- IATA: none; ICAO: none;

Summary
- Airport type: Private
- Owner: Upward Bound Trust
- Operator: Upward Bound Trust
- Location: Haddenham, Buckinghamshire, England
- Closed: 2018
- Elevation AMSL: 285 ft / 97 m
- Coordinates: 51°46′35″N 000°56′30″W﻿ / ﻿51.77639°N 0.94167°W
- Website: www.ubt.org.uk

Map
- Haddenham Airfield Location in Buckinghamshire

= Haddenham Airfield =

Airfield in Buckinghamshire, England

Haddenham Airfield was an airfield on the outskirts of the English village of Haddenham, Buckinghamshire.

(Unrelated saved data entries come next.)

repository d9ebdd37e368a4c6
//! Data type domain service implementing the data type driving ports.

use std::sync::Arc;

use async_trait::async_trait;
use mockable::Clock;
use serde_json::json;
use tracing::info;

use crate::domain::ports::{
    DataTypeRepository, DataTypeRepositoryError, DataTypesCommand, DataTypesQuery,
};
use crate::domain::schema_validator::violation_details;
use crate::domain::{
    DataType, DataTypeDraft, DataTypeId, DataTypePatch, DefinitionError, Error, UserId,
};

/// Data type service backed by a [`DataTypeRepository`].
#[derive(Clone)]
pub struct DataTypeService<R> {
    repo: Arc<R>,
    clock: Arc<dyn Clock>,
}

impl<R> DataTypeService<R> {
    /// Create a new service over `repo`, stamping times from `clock`.
    pub fn new(repo: Arc<R>, clock: Arc<dyn Clock>) -> Self {
        Self { repo, clock }
    }
}

pub(crate) fn map_data_type_repository_error(error: DataTypeRepositoryError) -> Error {
    match error {
        DataTypeRepositoryError::Connection { message } => {
            Error::service_unavailable(format!("data type repository unavailable: {message}"))
        }
        DataTypeRepositoryError::Query { message } => {
            Error::internal(format!("data type repository error: {message}"))
        }
        DataTypeRepositoryError::DuplicateName { name } => {
            Error::duplicate_name(format!("a data type named \"{name}\" already exists"))
                .with_details(json!({ "field": "name", "code": "duplicate_name" }))
        }
    }
}

fn map_definition_error(error: DefinitionError) -> Error {
    Error::validation_failed("data type definition is invalid")
        .with_details(json!({ "violations": violation_details(&error.violations) }))
}

fn data_type_not_found(id: &DataTypeId) -> Error {
    Error::not_found(format!("data type {id} not found"))
}

impl<R> DataTypeService<R>
where
    R: DataTypeRepository,
{
    async fn fetch(&self, owner: &UserId, id: &DataTypeId) -> Result<DataType, Error> {
        self.repo
            .find(owner, id)
            .await
            .map_err(map_data_type_repository_error)?
            .ok_or_else(|| data_type_not_found(id))
    }
}

#[async_trait]
impl<R> DataTypesCommand for DataTypeService<R>
where
    R: DataTypeRepository,
{
    async fn create(&self, owner: &UserId, draft: DataTypeDraft) -> Result<DataType, Error> {
        let content = draft.validate().map_err(map_definition_error)?;
        let now = self.clock.utc();
        let data_type = content.into_data_type(DataTypeId::random(), *owner, now, now);
        self.repo
            .insert(&data_type)
            .await
            .map_err(map_data_type_repository_error)?;
        info!(
            data_type_id = %data_type.id,
            owner = %owner,
            fields = data_type.fields.len(),
            "data type created"
        );
        Ok(data_type)
    }

    async fn update(
        &self,
        owner: &UserId,
        id: &DataTypeId,
        patch: DataTypePatch,
    ) -> Result<DataType, Error> {
        let current = self.fetch(owner, id).await?;
        let content = patch
            .apply_to(&current)
            .validate()
            .map_err(map_definition_error)?;
        let updated =
            content.into_data_type(current.id, *owner, current.created_at, self.clock.utc());
        let stored = self
            .repo
            .update(&updated)
            .await
            .map_err(map_data_type_repository_error)?;
        if !stored {
            return Err(data_type_not_found(id));
        }
        info!(data_type_id = %id, owner = %owner, "data type updated");
        Ok(updated)
    }

    async fn delete(&self, owner: &UserId, id: &DataTypeId) -> Result<(), Error> {
        let removed = self
            .repo
            .delete(owner, id)
            .await
            .map_err(map_data_type_repository_error)?;
        if !removed {
            return Err(data_type_not_found(id));
        }
        info!(data_type_id = %id, owner = %owner, "data type and its entries deleted");
        Ok(())
    }
}

#[async_trait]
impl<R> DataTypesQuery for DataTypeService<R>
where
    R: DataTypeRepository,
{
    async fn list(&self, owner: &UserId) -> Result<Vec<DataType>, Error> {
        self.repo
            .list_for_owner(owner)
            .await
            .map_err(map_data_type_repository_error)
    }

    async fn get(&self, owner: &UserId, id: &DataTypeId) -> Result<DataType, Error> {
        self.fetch(owner, id).await
    }
}

#[cfg(test)]
#[path = "data_type_service_tests.rs"]
mod tests;
//! Driving port for reading entries.

use async_trait::async_trait;

use crate::domain::{Entry, EntryFilter, EntryId, Error, UserId};

/// Read access to the entries of one owner.
#[cfg_attr(test, mockall::automock)]
#[async_trait]
pub trait EntriesQuery: Send + Sync {
    /// Entries passing `filter`, newest `date` first.
    async fn list(&self, owner: &UserId, filter: &EntryFilter) -> Result<Vec<Entry>, Error>;

    /// One entry, or a `not_found` error.
    async fn get(&self, owner: &UserId, id: &EntryId) -> Result<Entry, Error>;
}
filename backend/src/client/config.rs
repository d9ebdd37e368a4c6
//! Client configuration loaded via OrthoConfig.

use std::time::Duration;

use ortho_config::OrthoConfig;
use serde::Deserialize;

const DEFAULT_TIMEOUT_SECS: u64 = 10;

/// Settings for reaching a tracker server.
#[derive(Debug, Clone, Deserialize, OrthoConfig)]
#[ortho_config(prefix = "TRACKER_CLIENT")]
pub struct ClientSettings {
    /// Server origin.
    #[ortho_config(default = String::from("http://localhost:8080"))]
    pub base_url: String,
    /// Whole-request timeout in seconds.
    #[ortho_config(default = DEFAULT_TIMEOUT_SECS)]
    pub request_timeout_secs: u64,
}

impl ClientSettings {
    /// Server origin without surrounding whitespace.
    pub fn base_url(&self) -> &str {
        self.base_url.trim()
    }

    /// Request timeout. Zero falls back to the default.
    pub fn request_timeout(&self) -> Duration {
        let secs = match self.request_timeout_secs {
            0 => DEFAULT_TIMEOUT_SECS,
            secs => secs,
        };
        Duration::from_secs(secs)
    }
}
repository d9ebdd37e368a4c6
//! Inbound adapters that translate external requests into domain service
//! calls while keeping framework details at the edge.

pub mod http;
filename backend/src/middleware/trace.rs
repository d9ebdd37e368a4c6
//! Middleware assigning each request a trace identifier.
//!
//! The identifier is installed as the task-local [`TraceId`] for the whole
//! handler, attached to a `request` tracing span, and echoed back in the
//! `trace-id` response header.

use std::task::{Context, Poll};

use actix_web::Error;
use actix_web::dev::{Service, ServiceRequest, ServiceResponse, Transform};
use actix_web::http::header::{HeaderName, HeaderValue};
use futures_util::future::{LocalBoxFuture, Ready, ready};
use tracing::{Instrument, error, info_span};

use crate::domain::TraceId;

/// Response header carrying the request's trace identifier.
pub const TRACE_ID_HEADER: &str = "trace-id";

/// Tracing middleware factory.
///
/// # Examples
/// ```
/// use actix_web::App;
/// use tracker::Trace;
///
/// let _app = App::new().wrap(Trace);
/// ```
#[derive(Clone, Copy, Debug, Default)]
pub struct Trace;

impl<S, B> Transform<S, ServiceRequest> for Trace
where
    S: Service<ServiceRequest, Response = ServiceResponse<B>, Error = Error> + 'static,
    S::Future: 'static,
    B: 'static,
{
    type Response = ServiceResponse<B>;
    type Error = Error;
    type InitError = ();
    type Transform = TraceMiddleware<S>;
    type Future = Ready<Result<Self::Transform, Self::InitError>>;

    fn new_transform(&self, service: S) -> Self::Future {
        ready(Ok(TraceMiddleware { service }))
    }
}

/// Service produced by [`Trace`].
pub struct TraceMiddleware<S> {
    service: S,
}

impl<S, B> Service<ServiceRequest> for TraceMiddleware<S>
where
    S: Service<ServiceRequest, Response = ServiceResponse<B>, Error = Error> + 'static,
    S::Future: 'static,
    B: 'static,
{
    type Response = ServiceResponse<B>;
    type Error = Error;
    type Future = LocalBoxFuture<'static, Result<Self::Response, Self::Error>>;

    fn poll_ready(&self, cx: &mut Context<'_>) -> Poll<Result<(), Self::Error>> {
        self.service.poll_ready(cx)
    }

    fn call(&self, req: ServiceRequest) -> Self::Future {
        let trace_id = TraceId::generate();
        let span = info_span!(
            "request",
            trace_id = %trace_id,
            method = %req.method(),
            path = %req.path()
        );
        let fut = self.service.call(req);
        Box::pin(TraceId::scope(
            trace_id,
            async move {
                let mut res = fut.await?;
                match HeaderValue::from_str(&trace_id.to_string()) {
                    Ok(value) => {
                        res.response_mut()
                            .headers_mut()
                            .insert(HeaderName::from_static(TRACE_ID_HEADER), value);
                    }
                    Err(error) => error!(%error, "failed to encode trace identifier header"),
                }
                Ok(res)
            }
            .instrument(span),
        ))
    }
}
//! PostgreSQL-backed `DataTypeRepository`.
//!
//! Field definitions live in a JSONB column. Entry removal on delete is left
//! to the `ON DELETE CASCADE` foreign key of the `entries` table.

use async_trait::async_trait;
use diesel::prelude::*;
use diesel_async::RunQueryDsl;
use tracing::warn;

use crate::domain::ports::{DataTypeRepository, DataTypeRepositoryError};
use crate::domain::{DataType, DataTypeId, FieldDefinition, Frequency, UserId};

use super::error_mapping::{DieselFailure, classify_diesel_error};
use super::models::{DataTypeRow, DataTypeUpdate, NewDataTypeRow};
use super::pool::{DbPool, PoolError};
use super::schema::data_types;

/// Diesel implementation of [`DataTypeRepository`].
#[derive(Clone)]
pub struct DieselDataTypeRepository {
    pool: DbPool,
}

impl DieselDataTypeRepository {
    /// Create a repository over `pool`.
    pub fn new(pool: DbPool) -> Self {
        Self { pool }
    }
}

fn map_pool_error(error: PoolError) -> DataTypeRepositoryError {
    DataTypeRepositoryError::connection(error.into_message())
}

/// `name` is reported when the write collides with an existing data type.
fn map_diesel_error(error: diesel::result::Error, name: Option<&str>) -> DataTypeRepositoryError {
    match classify_diesel_error(error) {
        DieselFailure::UniqueViolation { .. } => match name {
            Some(name) => DataTypeRepositoryError::duplicate_name(name),
            None => DataTypeRepositoryError::query("unique constraint violated"),
        },
        DieselFailure::ForeignKeyViolation => {
            DataTypeRepositoryError::query("foreign key violation")
        }
        DieselFailure::Connection(message) => DataTypeRepositoryError::connection(message),
        DieselFailure::Query(message) => DataTypeRepositoryError::query(message),
    }
}

fn encode_fields(fields: &[FieldDefinition]) -> Result<serde_json::Value, DataTypeRepositoryError> {
    serde_json::to_value(fields)
        .map_err(|err| DataTypeRepositoryError::query(format!("failed to encode fields: {err}")))
}

fn row_to_data_type(row: DataTypeRow) -> Result<DataType, DataTypeRepositoryError> {
    let frequency = Frequency::parse(&row.frequency).ok_or_else(|| {
        warn!(data_type_id = %row.id, value = %row.frequency, "unrecognised frequency in database");
        DataTypeRepositoryError::query(format!("invalid frequency in database: {}", row.frequency))
    })?;
    let fields: Vec<FieldDefinition> = serde_json::from_value(row.fields).map_err(|err| {
        DataTypeRepositoryError::query(format!("corrupted field definitions in database: {err}"))
    })?;
    Ok(DataType {
        id: DataTypeId::from_uuid(row.id),
        user_id: UserId::from_uuid(row.user_id),
        name: row.name,
        description: row.description,
        frequency,
        fields,
        color: row.color,
        icon: row.icon,
        created_at: row.created_at,
        updated_at: row.updated_at,
    })
}

#[async_trait]
impl DataTypeRepository for DieselDataTypeRepository {
    async fn list_for_owner(
        &self,
        owner: &UserId,
    ) -> Result<Vec<DataType>, DataTypeRepositoryError> {
        let mut conn = self.pool.get().await.map_err(map_pool_error)?;
        let rows: Vec<DataTypeRow> = data_types::table
            .filter(data_types::user_id.eq(owner.as_uuid()))
            .order((data_types::created_at.asc(), data_types::id.asc()))
            .select(DataTypeRow::as_select())
            .load(&mut conn)
            .await
            .map_err(|err| map_diesel_error(err, None))?;
        rows.into_iter().map(row_to_data_type).collect()
    }

    async fn find(
        &self,
        owner: &UserId,
        id: &DataTypeId,
    ) -> Result<Option<DataType>, DataTypeRepositoryError> {
        let mut conn = self.pool.get().await.map_err(map_pool_error)?;
        let row: Option<DataTypeRow> = data_types::table
            .filter(data_types::id.eq(id.as_uuid()))
            .filter(data_types::user_id.eq(owner.as_uuid()))
            .select(DataTypeRow::as_select())
            .first(&mut conn)
            .await
            .optional()
            .map_err(|err| map_diesel_error(err, None))?;
        row.map(row_to_data_type).transpose()
    }

    async fn insert(&self, data_type: &DataType) -> Result<(), DataTypeRepositoryError> {
        let mut conn = self.pool.get().await.map_err(map_pool_error)?;
        let row = NewDataTypeRow {
            id: *data_type.id.as_uuid(),
            user_id: *data_type.user_id.as_uuid(),
            name: &data_type.name,
            description: data_type.description.as_deref(),
            frequency: data_type.frequency.as_str(),
            fields: encode_fields(&data_type.fields)?,
            color: &data_type.color,
            icon: data_type.icon.as_deref(),
            created_at: data_type.created_at,
            updated_at: data_type.updated_at,
        };
        diesel::insert_into(data_types::table)
            .values(&row)
            .execute(&mut conn)
            .await
            .map(|_| ())
            .map_err(|err| map_diesel_error(err, Some(&data_type.name)))
    }

    async fn update(&self, data_type: &DataType) -> Result<bool, DataTypeRepositoryError> {
        let mut conn = self.pool.get().await.map_err(map_pool_error)?;
        let changes = DataTypeUpdate {
            name: &data_type.name,
            description: data_type.description.as_deref(),
            frequency: data_type.frequency.as_str(),
            fields: encode_fields(&data_type.fields)?,
            color: &data_type.color,
            icon: data_type.icon.as_deref(),
            updated_at: data_type.updated_at,
        };
        let updated = diesel::update(data_types::table)
            .filter(data_types::id.eq(data_type.id.as_uuid()))
            .filter(data_types::user_id.eq(data_type.user_id.as_uuid()))
            .set(&changes)
            .execute(&mut conn)
            .await
            .map_err(|err| map_diesel_error(err, Some(&data_type.name)))?;
        Ok(updated > 0)
    }

    async fn delete(
        &self,
        owner: &UserId,
        id: &DataTypeId,
    ) -> Result<bool, DataTypeRepositoryError> {
        let mut conn = self.pool.get().await.map_err(map_pool_error)?;
        let deleted = diesel::delete(
            data_types::table
                .filter(data_types::id.eq(id.as_uuid()))
                .filter(data_types::user_id.eq(owner.as_uuid())),
        )
        .execute(&mut conn)
        .await
        .map_err(|err| map_diesel_error(err, None))?;
        Ok(deleted > 0)
    }
}
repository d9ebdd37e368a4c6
//! Shared validation helpers for inbound HTTP adapters.

use std::str::FromStr;

use actix_web::HttpRequest;
use actix_web::error::{JsonPayloadError, QueryPayloadError};
use chrono::{DateTime, Utc};
use serde_json::json;

use crate::domain::{BoundEdge, Error, parse_date, parse_date_bound};

/// Validation error codes for HTTP request failures.
#[derive(Debug, Clone, Copy, PartialEq, Eq)]
pub(crate) enum ErrorCode {
    InvalidUuid,
    InvalidDate,
    InvalidChoice,
}

impl ErrorCode {
    fn as_str(self) -> &'static str {
        match self {
            ErrorCode::InvalidUuid => "invalid_uuid",
            ErrorCode::InvalidDate => "invalid_date",
            ErrorCode::InvalidChoice => "invalid_choice",
        }
    }
}

/// Newtype wrapper for HTTP field names to provide type safety.
#[derive(Debug, Clone, Copy, PartialEq, Eq)]
pub(crate) struct FieldName(&'static str);

impl FieldName {
    pub(crate) const fn new(name: &'static str) -> Self {
        Self(name)
    }

    fn as_str(&self) -> &'static str {
        self.0
    }
}

fn invalid_value(field: &str, message: String, code: ErrorCode, value: &str) -> Error {
    Error::invalid_request(message).with_details(json!({
        "field": field,
        "value": value,
        "code": code.as_str(),
    }))
}

/// Path of a property inside the `fields` array of a request body.
pub(crate) fn field_path(index: usize, property: &str) -> String {
    format!("fields[{index}].{property}")
}

pub(crate) fn invalid_uuid_error(field: &str, value: &str) -> Error {
    invalid_value(
        field,
        format!("{field} must be a valid UUID"),
        ErrorCode::InvalidUuid,
        value,
    )
}

pub(crate) fn invalid_date_error(field: &str, value: &str) -> Error {
    invalid_value(
        field,
        format!("{field} must be a YYYY-MM-DD date or an RFC 3339 timestamp"),
        ErrorCode::InvalidDate,
        value,
    )
}

pub(crate) fn invalid_choice_error(field: &str, value: &str, allowed: &[&str]) -> Error {
    invalid_value(
        field,
        format!("{field} must be one of: {}", allowed.join(", ")),
        ErrorCode::InvalidChoice,
        value,
    )
}

/// Parse one of the UUID-backed domain identifiers.
pub(crate) fn parse_id<T: FromStr>(value: &str, field: FieldName) -> Result<T, Error> {
    value
        .trim()
        .parse()
        .map_err(|_| invalid_uuid_error(field.as_str(), value))
}

/// Parse an optional identifier query parameter; blank counts as absent.
pub(crate) fn parse_optional_id<T: FromStr>(
    value: Option<&str>,
    field: FieldName,
) -> Result<Option<T>, Error> {
    value
        .filter(|raw| !raw.trim().is_empty())
        .map(|raw| parse_id(raw, field))
        .transpose()
}

/// Parse an optional query bound, expanding bare dates to `edge` of the day.
pub(crate) fn parse_optional_bound(
    value: Option<&str>,
    field: FieldName,
    edge: BoundEdge,
) -> Result<Option<DateTime<Utc>>, Error> {
    value
        .filter(|raw| !raw.trim().is_empty())
        .map(|raw| {
            parse_date_bound(raw, edge).ok_or_else(|| invalid_date_error(field.as_str(), raw))
        })
        .transpose()
}

/// Parse an entry timestamp.
pub(crate) fn parse_timestamp(value: &str, field: FieldName) -> Result<DateTime<Utc>, Error> {
    parse_date(value.trim()).ok_or_else(|| invalid_date_error(field.as_str(), value))
}

/// Field named by a serde "missing field" or "unknown field" message.
fn offending_field(message: &str) -> Option<&str> {
    let rest = message
        .strip_prefix("missing field `")
        .or_else(|| message.strip_prefix("unknown field `"))?;
    rest.split('`').next().filter(|name| !name.is_empty())
}

fn malformed_input(kind: &str, reason: String) -> Error {
    let details = match offending_field(&reason) {
        Some(field) => json!({ "field": field, "reason": reason }),
        None => json!({ "reason": reason }),
    };
    Error::invalid_request(format!("{kind} is malformed")).with_details(details)
}

/// Render JSON body extraction failures as the `invalid_request` envelope.
pub(crate) fn json_error_handler(err: JsonPayloadError, _req: &HttpRequest) -> actix_web::Error {
    let reason = match &err {
        JsonPayloadError::Deserialize(inner) => inner.to_string(),
        other => other.to_string(),
    };
    malformed_input("request body", reason).into()
}

/// Render query string extraction failures as the `invalid_request` envelope.
pub(crate) fn query_error_handler(err: QueryPayloadError, _req: &HttpRequest) -> actix_web::Error {
    let reason = match &err {
        QueryPayloadError::Deserialize(inner) => inner.to_string(),
        other => other.to_string(),
    };
    malformed_input("query string", reason).into()
}
//! Port for user account persistence.

use async_trait::async_trait;

use crate::domain::{EmailAddress, UserAccount};

use super::define_port_error;

define_port_error! {
    /// Errors raised by user repository adapters.
    pub enum UserRepositoryError {
        /// Repository connection could not be established.
        Connection { message: String } =>
            "user repository connection failed: {message}",
        /// Query or mutation failed during execution.
        Query { message: String } =>
            "user repository query failed: {message}",
        /// Another account already uses this email.
        DuplicateEmail { email: String } =>
            "email {email} is already registered",
    }
}

/// Storage of user accounts.
#[cfg_attr(test, mockall::automock)]
#[async_trait]
pub trait UserRepository: Send + Sync {
    /// Store a new account, rejecting duplicate emails.
    async fn insert(&self, account: &UserAccount) -> Result<(), UserRepositoryError>;

    /// Fetch the account registered under `email`.
    async fn find_by_email(
        &self,
        email: &EmailAddress,
    ) -> Result<Option<UserAccount>, UserRepositoryError>;
}
//! Port through which the mirror store reaches the tracker API.

use async_trait::async_trait;

use crate::domain::ports::define_port_error;
use crate::domain::{
    DataType, DataTypeDraft, DataTypeId, DataTypePatch, Entry, EntryDraft, EntryFilter, EntryId,
    EntryPatch,
};

define_port_error! {
    /// Errors raised by remote tracker adapters.
    pub enum RemoteError {
        /// The request never produced a response.
        Transport { message: String } => "tracker request failed: {message}",
        /// The server answered with a non-success status.
        Status { status: u16, message: String } => "tracker responded {status}: {message}",
        /// The response body did not match the expected shape.
        Decode { message: String } => "tracker response could not be decoded: {message}",
    }
}

/// Data type and entry operations of the tracker API, scoped to the
/// caller's owner.
#[cfg_attr(test, mockall::automock)]
#[async_trait]
pub trait TrackerRemote: Send + Sync {
    /// Every data type of the caller.
    async fn list_data_types(&self) -> Result<Vec<DataType>, RemoteError>;

    /// Create a data type.
    async fn create_data_type(&self, draft: DataTypeDraft) -> Result<DataType, RemoteError>;

    /// Edit a data type.
    async fn update_data_type(
        &self,
        id: &DataTypeId,
        patch: DataTypePatch,
    ) -> Result<DataType, RemoteError>;

    /// Delete a data type and, server-side, its entries.
    async fn delete_data_type(&self, id: &DataTypeId) -> Result<(), RemoteError>;

    /// Entries passing `filter`, newest first.
    async fn list_entries(&self, filter: &EntryFilter) -> Result<Vec<Entry>, RemoteError>;

    /// Record an entry.
    async fn create_entry(&self, draft: EntryDraft) -> Result<Entry, RemoteError>;

    /// Edit an entry.
    async fn update_entry(&self, id: &EntryId, patch: EntryPatch) -> Result<Entry, RemoteError>;

    /// Delete an entry.
    async fn delete_entry(&self, id: &EntryId) -> Result<(), RemoteError>;
}
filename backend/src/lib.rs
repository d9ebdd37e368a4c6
//! Personal data tracker: user-defined data types, dated entries validated
//! against them, an HTTP API and a client-side mirror store.

pub mod client;
pub mod doc;
pub mod domain;
pub mod inbound;
pub mod middleware;
pub mod outbound;
pub mod settings;

/// Public OpenAPI surface used by Swagger UI and tooling.
pub use doc::ApiDoc;
pub use domain::TraceId;
pub use middleware::Trace;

Originally a Second World War airfield called RAF Thame it later came under civil owners Airtech Limited who were based there until the 1990s.

==History==
The site was originally RAF Thame.

The following units were posted here at some point:
- No. 1 Glider Training School RAF.
- No. 2 Glider Training School RAF.
- No. 5 (Training) Ferry Pool ATA.
- No. 12 Operational Training Unit RAF.
- ATA Initial Flying Training School.
- ATA (Training) Ferry Pool.
- Glider Instructors School RAF.
- Glider Training Squadron RAF.

==Current use==

In 1965 the airfield started gliding operations run by the Upward Bound Trust.

The Upward Bound Trust is a charity that provides glider training for those over the age of 16. With the building of an industrial estate the trust held a hangar appeal supported by the local community of Haddenham, it raised enough money to build a new hangar and a new access road.

The last flight from the airfield was made on 9 December 2018. The site was designated for redevelopment for housing and industrial use.